Top of INFORMATION SUPPLIED
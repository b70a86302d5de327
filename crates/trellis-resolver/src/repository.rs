//! Contract between the resolver and repository clients.
//!
//! A [`RepositoryClient`] answers three questions about a module: which
//! versions exist, what a version depends on, and where its artifact file is.
//! [`RepoSet`] asks an ordered list of clients and falls through to the next
//! one when a client times out or fails.

use std::fmt;
use std::path::PathBuf;
use std::sync::Arc;
use std::time::Duration;

use futures_util::future::BoxFuture;
use thiserror::Error;
use trellis_core::coordinate::Coordinate;
use trellis_core::dependency::Exclusion;
use trellis_core::module_id::ModuleId;
use trellis_core::version::Version;

/// Transport-level failure of a single repository.
#[derive(Debug, Clone, Error, PartialEq, Eq)]
pub enum RepositoryError {
    #[error("{repository} did not answer within {after:?}")]
    Timeout { repository: String, after: Duration },

    #[error("{repository} is unreachable: {message}")]
    Connection { repository: String, message: String },

    #[error("{repository} returned malformed {what}: {message}")]
    Malformed {
        repository: String,
        what: String,
        message: String,
    },

    #[error("{repository}: I/O error: {message}")]
    Io { repository: String, message: String },
}

pub type RepoFuture<'a, T> = BoxFuture<'a, Result<T, RepositoryError>>;

/// One dependency listed in a module descriptor.
#[derive(Debug, Clone, PartialEq, Eq)]
pub struct TransitiveDependency {
    /// Version may be unspecified when it comes from dependency management.
    pub coordinate: Coordinate,
    /// Maven scope name; empty means `compile`.
    pub scope: String,
    pub optional: bool,
    pub exclusions: Vec<Exclusion>,
}

impl TransitiveDependency {
    pub fn of(coordinate: Coordinate) -> Self {
        Self {
            coordinate,
            scope: String::new(),
            optional: false,
            exclusions: Vec::new(),
        }
    }

    pub fn with_scope(mut self, scope: impl Into<String>) -> Self {
        self.scope = scope.into();
        self
    }

    pub fn optional(mut self) -> Self {
        self.optional = true;
        self
    }

    pub fn with_exclusions(mut self, exclusions: Vec<Exclusion>) -> Self {
        self.exclusions = exclusions;
        self
    }
}

/// What a repository knows about one module version.
#[derive(Debug, Clone, Default, PartialEq, Eq)]
pub struct Descriptor {
    pub dependencies: Vec<TransitiveDependency>,
    /// Configurations (scopes) the module declares.
    pub configurations: Vec<String>,
    /// Versions from dependency management, applied to children without one
    /// and exported when the module is imported as a BOM.
    pub managed_versions: Vec<(ModuleId, Version)>,
    /// BOMs imported by dependency management.
    pub imported_boms: Vec<Coordinate>,
}

impl Descriptor {
    pub fn managed_version(&self, module: &ModuleId) -> Option<&Version> {
        self.managed_versions
            .iter()
            .find(|(m, _)| m == module)
            .map(|(_, v)| v)
    }
}

/// A source of module metadata and artifacts.
///
/// `Ok(None)` means the repository answered and does not have the item;
/// `Err` means it could not answer.
pub trait RepositoryClient: Send + Sync {
    fn name(&self) -> &str;

    fn list_versions<'a>(&'a self, module: &'a ModuleId) -> RepoFuture<'a, Vec<Version>>;

    fn fetch_descriptor<'a>(
        &'a self,
        coordinate: &'a Coordinate,
    ) -> RepoFuture<'a, Option<Descriptor>>;

    fn fetch_artifact<'a>(&'a self, coordinate: &'a Coordinate)
        -> RepoFuture<'a, Option<PathBuf>>;
}

/// What a [`RepoSet`] found, and whether a repository failed on the way.
#[derive(Debug, Clone, PartialEq, Eq)]
pub struct Lookup<T> {
    pub found: Option<T>,
    /// At least one repository could not answer. A missing item may exist there.
    pub incomplete: bool,
}

impl<T> Lookup<T> {
    /// The answer may be cached: something was found or every repository answered.
    pub fn is_definitive(&self) -> bool {
        self.found.is_some() || !self.incomplete
    }
}

/// Ordered repositories, asked one after the other.
#[derive(Clone, Default)]
pub struct RepoSet {
    repos: Vec<Arc<dyn RepositoryClient>>,
}

impl fmt::Debug for RepoSet {
    fn fmt(&self, f: &mut fmt::Formatter<'_>) -> fmt::Result {
        f.debug_list()
            .entries(self.repos.iter().map(|r| r.name().to_string()))
            .finish()
    }
}

impl RepoSet {
    pub fn of(repos: Vec<Arc<dyn RepositoryClient>>) -> Self {
        Self { repos }
    }

    pub fn and(mut self, repo: impl RepositoryClient + 'static) -> Self {
        self.repos.push(Arc::new(repo));
        self
    }

    pub fn and_shared(mut self, repo: Arc<dyn RepositoryClient>) -> Self {
        self.repos.push(repo);
        self
    }

    pub fn is_empty(&self) -> bool {
        self.repos.is_empty()
    }

    pub fn len(&self) -> usize {
        self.repos.len()
    }

    pub fn names(&self) -> Vec<&str> {
        self.repos.iter().map(|r| r.name()).collect()
    }

    /// Versions known by any repository, sorted with the version comparator.
    ///
    /// Fails only when every repository failed.
    pub async fn list_versions(
        &self,
        module: &ModuleId,
        timeout: Duration,
    ) -> Result<Vec<Version>, RepositoryError> {
        let mut versions: Vec<Version> = Vec::new();
        let mut last_error = None;
        let mut answered = self.repos.is_empty();
        for repo in &self.repos {
            match call(repo.as_ref(), timeout, repo.list_versions(module)).await {
                Ok(found) => {
                    answered = true;
                    for v in found {
                        if !versions.contains(&v) {
                            versions.push(v);
                        }
                    }
                }
                Err(e) => {
                    tracing::warn!("listing versions of {module}: {e}");
                    last_error = Some(e);
                }
            }
        }
        match last_error {
            Some(e) if !answered => Err(e),
            _ => {
                versions.sort_by(Version::compare);
                Ok(versions)
            }
        }
    }

    pub async fn fetch_descriptor(
        &self,
        coordinate: &Coordinate,
        timeout: Duration,
    ) -> Result<Option<Descriptor>, RepositoryError> {
        Ok(self.lookup_descriptor(coordinate, timeout).await?.found)
    }

    /// Like [`RepoSet::fetch_descriptor`], telling apart a module missing
    /// everywhere from one missing in the repositories that answered.
    pub async fn lookup_descriptor(
        &self,
        coordinate: &Coordinate,
        timeout: Duration,
    ) -> Result<Lookup<Descriptor>, RepositoryError> {
        self.first_answer(coordinate, timeout, |repo| repo.fetch_descriptor(coordinate))
            .await
    }

    pub async fn fetch_artifact(
        &self,
        coordinate: &Coordinate,
        timeout: Duration,
    ) -> Result<Option<PathBuf>, RepositoryError> {
        Ok(self.lookup_artifact(coordinate, timeout).await?.found)
    }

    pub async fn lookup_artifact(
        &self,
        coordinate: &Coordinate,
        timeout: Duration,
    ) -> Result<Lookup<PathBuf>, RepositoryError> {
        self.first_answer(coordinate, timeout, |repo| repo.fetch_artifact(coordinate))
            .await
    }

    /// First `Some` answer, falling through on `None`, failures and timeouts.
    ///
    /// Nothing found when at least one repository answered without having
    /// the item, `Err` with the last failure when none could answer.
    async fn first_answer<'a, T, F>(
        &'a self,
        coordinate: &Coordinate,
        timeout: Duration,
        ask: F,
    ) -> Result<Lookup<T>, RepositoryError>
    where
        F: Fn(&'a dyn RepositoryClient) -> RepoFuture<'a, Option<T>>,
    {
        let mut last_error = None;
        let mut answered = false;
        for repo in &self.repos {
            match call(repo.as_ref(), timeout, ask(repo.as_ref())).await {
                Ok(Some(found)) => {
                    return Ok(Lookup {
                        found: Some(found),
                        incomplete: last_error.is_some(),
                    })
                }
                Ok(None) => answered = true,
                Err(e) => {
                    tracing::warn!("{coordinate}: {e}, trying next repository");
                    last_error = Some(e);
                }
            }
        }
        match last_error {
            Some(e) if !answered => Err(e),
            failure => Ok(Lookup {
                found: None,
                incomplete: failure.is_some(),
            }),
        }
    }
}

async fn call<T>(
    repo: &dyn RepositoryClient,
    timeout: Duration,
    future: RepoFuture<'_, T>,
) -> Result<T, RepositoryError> {
    match tokio::time::timeout(timeout, future).await {
        Ok(result) => result,
        Err(_) => Err(RepositoryError::Timeout {
            repository: repo.name().to_string(),
            after: timeout,
        }),
    }
}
Bottom of INFORMATION SUPPLIED
## AIM OF THE TASK
What you return must be the lines above that run from the line with "Ok(self.lookup_descriptor(coordinate, timeout).await?.found)" to the line with "-> Result<Option<PathBuf>, RepositoryError>", inclusive, each copied exactly.

## RESULT OF THE EXERCISE
        Ok(self.lookup_descriptor(coordinate, timeout).await?.found)
    }

    /// Like [`RepoSet::fetch_descriptor`], telling apart a module missing
    /// everywhere from one missing in the repositories that answered.
    pub async fn lookup_descriptor(
        &self,
        coordinate: &Coordinate,
        timeout: Duration,
    ) -> Result<Lookup<Descriptor>, RepositoryError> {
        self.first_answer(coordinate, timeout, |repo| repo.fetch_descriptor(coordinate))
            .await
    }

    pub async fn fetch_artifact(
        &self,
        coordinate: &Coordinate,
        timeout: Duration,
    ) -> Result<Option<PathBuf>, RepositoryError> {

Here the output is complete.